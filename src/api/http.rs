//! HTTP server setup with Axum

use std::sync::Arc;

use axum::{
    routing::{get, post},
    Router,
};
use tokio::net::TcpListener;
use tokio::sync::watch;
use tower_http::cors::{Any, CorsLayer};
use tracing::info;

use super::rest::{events, health, metrics, not_found};
use crate::consumer::{EventSource, Poller};
use crate::error::RelayResult;
use crate::event_store::PollService;

fn cors() -> CorsLayer {
    // Allow all origins; the APIs are read-mostly and unauthenticated
    CorsLayer::new()
        .allow_origin(Any)
        .allow_methods(Any)
        .allow_headers(Any)
}

/// Create the producer router
pub fn create_producer_router(service: PollService) -> Router {
    Router::new()
        .route("/v1/events", post(events::create_event))
        .route("/v1/events/poll", get(events::poll_events))
        .route("/v1/events/stats", get(events::get_stats))
        .route("/v1/events/health", get(health))
        .fallback(not_found)
        .layer(cors())
        .with_state(service)
}

/// Create the consumer metrics router
pub fn create_consumer_router<S: EventSource + 'static>(poller: Arc<Poller<S>>) -> Router {
    Router::new()
        .route("/v1/metrics/queues", get(metrics::list_queues::<S>))
        .route("/v1/metrics/queues/:queue_id", get(metrics::get_queue::<S>))
        .route("/v1/metrics/health", get(health))
        .fallback(not_found)
        .layer(cors())
        .with_state(poller)
}

/// Serve `router` on `listener` until `shutdown` flips to true
pub async fn serve(
    listener: TcpListener,
    router: Router,
    mut shutdown: watch::Receiver<bool>,
) -> RelayResult<()> {
    info!(addr = %listener.local_addr()?, "HTTP server listening");

    axum::serve(listener, router)
        .with_graceful_shutdown(async move {
            while !*shutdown.borrow_and_update() {
                if shutdown.changed().await.is_err() {
                    break;
                }
            }
        })
        .await?;

    Ok(())
}
//! Poll Service - cursor-based reads over the event log
//!
//! The poll protocol is stateless: the consumer sends its cursor, the
//! producer answers with the next page and where the cursor should go.
//! Malformed input is normalized, never rejected, so retries are harmless.

use std::sync::Arc;

use tracing::{debug, info};

use super::log::EventLog;
use crate::types::{Event, PollResult, SystemStats};

/// Page size used when the requested limit is out of range
pub const DEFAULT_POLL_LIMIT: usize = 100;

/// Largest page a single poll may request
pub const MAX_POLL_LIMIT: usize = 1000;

/// Normalize a requested page size: anything outside `1..=1000` becomes 100
pub fn normalize_limit(limit: i64) -> usize {
    if limit <= 0 || limit > MAX_POLL_LIMIT as i64 {
        DEFAULT_POLL_LIMIT
    } else {
        limit as usize
    }
}

/// Producer-side service answering polls and recording new events
#[derive(Clone)]
pub struct PollService {
    log: Arc<EventLog>,
}

impl PollService {
    /// Create a service over a fresh log
    pub fn new() -> Self {
        Self::with_log(Arc::new(EventLog::new()))
    }

    /// Create a service over an existing log
    pub fn with_log(log: Arc<EventLog>) -> Self {
        Self { log }
    }

    /// The underlying log
    pub fn log(&self) -> &Arc<EventLog> {
        &self.log
    }

    /// Current epoch
    pub fn epoch(&self) -> &str {
        self.log.epoch()
    }

    /// Store a new event
    pub fn create_event(&self, event: Event) -> Event {
        let (stored, index) = self.log.append(event);
        info!(
            event_id = %stored.id,
            event_type = %stored.event_type,
            queue_id = %stored.queue_id,
            index,
            "Event created"
        );
        stored
    }

    /// Answer a poll after `after_index`
    ///
    /// `next_cursor` never moves backward: it is the index of the last
    /// returned event, which is the tail whenever the page is not cut short
    /// by `limit`. A cursor already past the tail comes back unchanged.
    pub fn poll(&self, after_index: i64, limit: usize) -> PollResult {
        let after_index = after_index.max(-1);
        let (events, len) = self.log.query_with_len(after_index, limit);
        let tail = len as i64 - 1;
        let next_cursor = after_index.saturating_add(events.len() as i64);

        debug!(
            after_index,
            limit,
            returned = events.len(),
            next_cursor,
            "Poll request"
        );

        PollResult {
            events,
            next_cursor,
            epoch: self.log.epoch().to_string(),
            has_more: next_cursor < tail,
        }
    }

    /// Producer counters
    pub fn stats(&self) -> SystemStats {
        SystemStats {
            total_events_created: self.log.total_created(),
            events_in_memory: self.log.len(),
        }
    }
}

impl Default for PollService {
    fn default() -> Self {
        Self::new()
    }
}
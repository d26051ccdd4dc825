//! Aggregator - running totals derived from consumed events
//!
//! Delivery is at-least-once, so nothing here deduplicates: a replayed
//! batch is counted again. Per-queue counts are signed running totals
//! and may go negative when dequeues arrive without matching enqueues.

use std::collections::HashMap;

use chrono::{DateTime, Utc};
use serde::Serialize;
use tracing::debug;

use crate::types::{Event, EventType};
use crate::utils::time::lag_millis;

/// Derived state of everything consumed within the current epoch
#[derive(Debug, Clone, Default, PartialEq, Eq, Serialize)]
#[serde(rename_all = "camelCase")]
pub struct AggregateState {
    /// Signed count per queue
    pub per_queue_count: HashMap<String, i64>,
    /// Events applied since the last reset
    pub total_consumed: u64,
    /// Lag of the most recently applied timestamped event
    pub last_lag_millis: u64,
}

impl AggregateState {
    /// Apply one event, measuring lag against `now`
    pub fn apply(&mut self, event: &Event, now: DateTime<Utc>) {
        self.total_consumed += 1;

        if let Some(created) = event.timestamp {
            self.last_lag_millis = lag_millis(created, now);
        }

        *self
            .per_queue_count
            .entry(event.queue_id.clone())
            .or_insert(0) += event.event_type.delta();

        match event.event_type {
            EventType::Enqueued => debug!(queue_id = %event.queue_id, "ENQUEUED event"),
            EventType::Dequeued => debug!(queue_id = %event.queue_id, "DEQUEUED event"),
        }
    }

    /// Apply a batch in arrival order
    pub fn apply_all<'a, I>(&mut self, events: I, now: DateTime<Utc>)
    where
        I: IntoIterator<Item = &'a Event>,
    {
        for event in events {
            self.apply(event, now);
        }
    }

    /// Count for one queue (0 if never seen)
    pub fn queue_count(&self, queue_id: &str) -> i64 {
        self.per_queue_count.get(queue_id).copied().unwrap_or(0)
    }

    /// Forget everything
    pub fn clear(&mut self) {
        self.per_queue_count.clear();
        self.total_consumed = 0;
        self.last_lag_millis = 0;
    }
}

#[cfg(test)]
mod tests {
    use super::*;
    use chrono::Duration;

    fn event(event_type: EventType, queue: &str) -> Event {
        Event::new(event_type, queue)
    }

    #[test]
    fn test_two_enqueues_one_dequeue() {
        let mut state = AggregateState::default();
        let batch = vec![
            event(EventType::Enqueued, "queue-1"),
            event(EventType::Enqueued, "queue-1"),
            event(EventType::Dequeued, "queue-1"),
        ];

        state.apply_all(&batch, Utc::now());

        assert_eq!(state.queue_count("queue-1"), 1);
        assert_eq!(state.total_consumed, 3);
    }

    #[test]
    fn test_counts_may_go_negative() {
        let mut state = AggregateState::default();
        state.apply(&event(EventType::Dequeued, "q"), Utc::now());
        state.apply(&event(EventType::Dequeued, "q"), Utc::now());

        assert_eq!(state.queue_count("q"), -2);
        assert_eq!(state.queue_count("unknown"), 0);
    }

    #[test]
    fn test_count_is_n_minus_m_across_batches() {
        let mut state = AggregateState::default();
        let now = Utc::now();
        // 7 enqueues and 4 dequeues interleaved over three batches
        let pattern = "EEDEDDEEEDE";
        let events: Vec<Event> = pattern
            .chars()
            .map(|c| match c {
                'E' => event(EventType::Enqueued, "k"),
                _ => event(EventType::Dequeued, "k"),
            })
            .collect();

        for batch in events.chunks(4) {
            state.apply_all(batch, now);
        }

        assert_eq!(state.queue_count("k"), 7 - 4);
        assert_eq!(state.total_consumed, 11);
    }

    #[test]
    fn test_last_event_lag_wins() {
        let mut state = AggregateState::default();
        let now = Utc::now();
        let old = Event::with_timestamp(EventType::Enqueued, "q", now - Duration::seconds(10));
        let recent = Event::with_timestamp(EventType::Enqueued, "q", now - Duration::milliseconds(250));

        state.apply_all([&old, &recent], now);
        assert_eq!(state.last_lag_millis, 250);
    }

    #[test]
    fn test_missing_timestamp_keeps_previous_lag() {
        let mut state = AggregateState::default();
        let now = Utc::now();
        state.apply(
            &Event::with_timestamp(EventType::Enqueued, "q", now - Duration::milliseconds(40)),
            now,
        );

        let mut untimed = event(EventType::Dequeued, "q");
        untimed.timestamp = None;
        state.apply(&untimed, now);

        assert_eq!(state.last_lag_millis, 40);
        assert_eq!(state.total_consumed, 2);
    }

    #[test]
    fn test_clear() {
        let mut state = AggregateState::default();
        state.apply(&event(EventType::Enqueued, "q"), Utc::now());
        state.clear();
        assert_eq!(state, AggregateState::default());
    }
}
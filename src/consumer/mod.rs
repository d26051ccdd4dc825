//! Consumer Module - the reading side of the relay
//!
//! - `CursorStore`: durable `(cursor, epoch)` record
//! - `AggregateState`: per-queue signed counts, totals and lag
//! - `EventSource`: where pages come from (HTTP or in-process)
//! - `Poller`: the fixed-delay cycle tying them together
//!
//! # Cycle
//!
//! ```text
//! ┌──────────┐   ┌──────────────┐   ┌───────────┐   ┌──────────────┐
//! │ poll     │──►│ epoch check  │──►│ aggregate │──►│ save cursor  │
//! │ (after)  │   │ reset on new │   │ batch     │   │ temp+rename  │
//! └──────────┘   └──────────────┘   └───────────┘   └──────────────┘
//! ```

mod aggregator;
mod cursor;
mod poller;
mod source;

pub use aggregator::AggregateState;
pub use cursor::{CursorState, CursorStore, START_CURSOR};
pub use poller::{ConsumerSnapshot, CycleOutcome, Poller};
pub use source::{EventSource, HttpEventSource, LocalEventSource};
//! Process configuration
//!
//! All configuration is loaded from environment variables. `from_env` reads
//! the real environment; `from_lookup` takes any key lookup so tests can
//! supply values without touching process state.

use std::net::SocketAddr;
use std::path::PathBuf;
use std::str::FromStr;
use std::time::Duration;

use crate::error::{RelayError, RelayResult};
use crate::event_store::MAX_POLL_LIMIT;

/// Producer process configuration
#[derive(Debug, Clone)]
pub struct ProducerConfig {
    /// Address the HTTP API listens on
    pub bind_addr: SocketAddr,
}

impl ProducerConfig {
    /// Load from the environment
    ///
    /// - `PRODUCER_ADDR` -- listen address (default `0.0.0.0:8080`)
    pub fn from_env() -> RelayResult<Self> {
        Self::from_lookup(|key| std::env::var(key).ok())
    }

    pub fn from_lookup<F>(lookup: F) -> RelayResult<Self>
    where
        F: Fn(&str) -> Option<String>,
    {
        Ok(Self {
            bind_addr: parse_or(&lookup, "PRODUCER_ADDR", "0.0.0.0:8080")?,
        })
    }
}

/// Consumer process configuration
#[derive(Debug, Clone)]
pub struct ConsumerConfig {
    /// Base URL of the producer
    pub producer_url: String,
    /// Address the metrics API listens on
    pub bind_addr: SocketAddr,
    /// Where the cursor is persisted
    pub cursor_file: PathBuf,
    /// Delay between the end of one cycle and the start of the next
    pub poll_interval: Duration,
    /// Delay before the first cycle
    pub initial_delay: Duration,
    /// Page size requested per poll
    pub batch_limit: usize,
}

impl ConsumerConfig {
    /// Load from the environment
    ///
    /// - `PRODUCER_URL` -- producer base URL (default `http://localhost:8080`)
    /// - `CONSUMER_ADDR` -- metrics listen address (default `0.0.0.0:8081`)
    /// - `CONSUMER_CURSOR_FILE` -- cursor file (default `data/consumer-cursor.txt`)
    /// - `POLL_INTERVAL_MS` -- fixed delay between cycles (default 5000)
    /// - `POLL_INITIAL_DELAY_MS` -- delay before the first cycle (default 2000)
    /// - `POLL_BATCH_LIMIT` -- events per poll, 1..=1000 (default 100)
    pub fn from_env() -> RelayResult<Self> {
        Self::from_lookup(|key| std::env::var(key).ok())
    }

    pub fn from_lookup<F>(lookup: F) -> RelayResult<Self>
    where
        F: Fn(&str) -> Option<String>,
    {
        let producer_url =
            lookup("PRODUCER_URL").unwrap_or_else(|| "http://localhost:8080".to_owned());
        if !producer_url.starts_with("http://") && !producer_url.starts_with("https://") {
            return Err(RelayError::Config(format!(
                "invalid PRODUCER_URL: {producer_url}"
            )));
        }

        let batch_limit: usize = parse_or(&lookup, "POLL_BATCH_LIMIT", "100")?;
        if batch_limit == 0 || batch_limit > MAX_POLL_LIMIT {
            return Err(RelayError::Config(format!(
                "invalid POLL_BATCH_LIMIT: {batch_limit} (expected 1..={MAX_POLL_LIMIT})"
            )));
        }

        Ok(Self {
            producer_url,
            bind_addr: parse_or(&lookup, "CONSUMER_ADDR", "0.0.0.0:8081")?,
            cursor_file: PathBuf::from(
                lookup("CONSUMER_CURSOR_FILE")
                    .unwrap_or_else(|| "data/consumer-cursor.txt".to_owned()),
            ),
            poll_interval: Duration::from_millis(parse_or(&lookup, "POLL_INTERVAL_MS", "5000")?),
            initial_delay: Duration::from_millis(parse_or(
                &lookup,
                "POLL_INITIAL_DELAY_MS",
                "2000",
            )?),
            batch_limit,
        })
    }
}

fn parse_or<T, F>(lookup: &F, key: &str, default: &str) -> RelayResult<T>
where
    T: FromStr,
    T::Err: std::fmt::Display,
    F: Fn(&str) -> Option<String>,
{
    let raw = lookup(key).unwrap_or_else(|| default.to_owned());
    raw.trim()
        .parse()
        .map_err(|e| RelayError::Config(format!("invalid {key}: {e}")))
}
//! Producer endpoints

use axum::{
    extract::{rejection::JsonRejection, Query, State},
    response::IntoResponse,
    Json,
};
use serde::Deserialize;
use tracing::info;

use super::ApiError;
use crate::event_store::{normalize_limit, PollService, DEFAULT_POLL_LIMIT};
use crate::types::{CreateEventRequest, Event};

/// Query parameters for polling
///
/// Both values arrive as raw strings so that a malformed value falls back
/// to its default instead of failing the request.
#[derive(Debug, Default, Deserialize)]
pub struct PollParams {
    /// Cursor to read after (default: -1, from the start)
    pub after: Option<String>,
    /// Maximum number of events to return (default: 100, range 1..=1000)
    pub limit: Option<String>,
}

impl PollParams {
    pub fn after_index(&self) -> i64 {
        parse_param(self.after.as_deref()).unwrap_or(-1)
    }

    pub fn normalized_limit(&self) -> usize {
        parse_param(self.limit.as_deref()).map_or(DEFAULT_POLL_LIMIT, normalize_limit)
    }
}

fn parse_param(raw: Option<&str>) -> Option<i64> {
    raw.and_then(|value| value.trim().parse().ok())
}

/// POST /v1/events - Create a single event
pub async fn create_event(
    State(service): State<PollService>,
    payload: Result<Json<CreateEventRequest>, JsonRejection>,
) -> Result<Json<Event>, ApiError> {
    let Json(request) = payload.map_err(|e| ApiError::bad_request(e.body_text()))?;
    if request.queue_id.trim().is_empty() {
        return Err(ApiError::bad_request("queueId must not be empty"));
    }

    info!(
        event_type = %request.event_type,
        queue_id = %request.queue_id,
        "Creating event"
    );
    Ok(Json(service.create_event(request.into_event())))
}

/// GET /v1/events/poll - Events after a cursor
pub async fn poll_events(
    State(service): State<PollService>,
    Query(params): Query<PollParams>,
) -> impl IntoResponse {
    Json(service.poll(params.after_index(), params.normalized_limit()))
}

/// GET /v1/events/stats - Producer counters
pub async fn get_stats(State(service): State<PollService>) -> impl IntoResponse {
    Json(service.stats())
}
※ ※ ※
Action item: Return exactly the lines above from the line that has "state.apply_all([&old, &recent], now);" through the line that has "untimed.timestamp = None;", inclusive, and nothing else.

Your solution:
        state.apply_all([&old, &recent], now);
        assert_eq!(state.last_lag_millis, 250);
    }

    #[test]
    fn test_missing_timestamp_keeps_previous_lag() {
        let mut state = AggregateState::default();
        let now = Utc::now();
        state.apply(
            &Event::with_timestamp(EventType::Enqueued, "q", now - Duration::milliseconds(40)),
            now,
        );

        let mut untimed = event(EventType::Dequeued, "q");
        untimed.timestamp = None;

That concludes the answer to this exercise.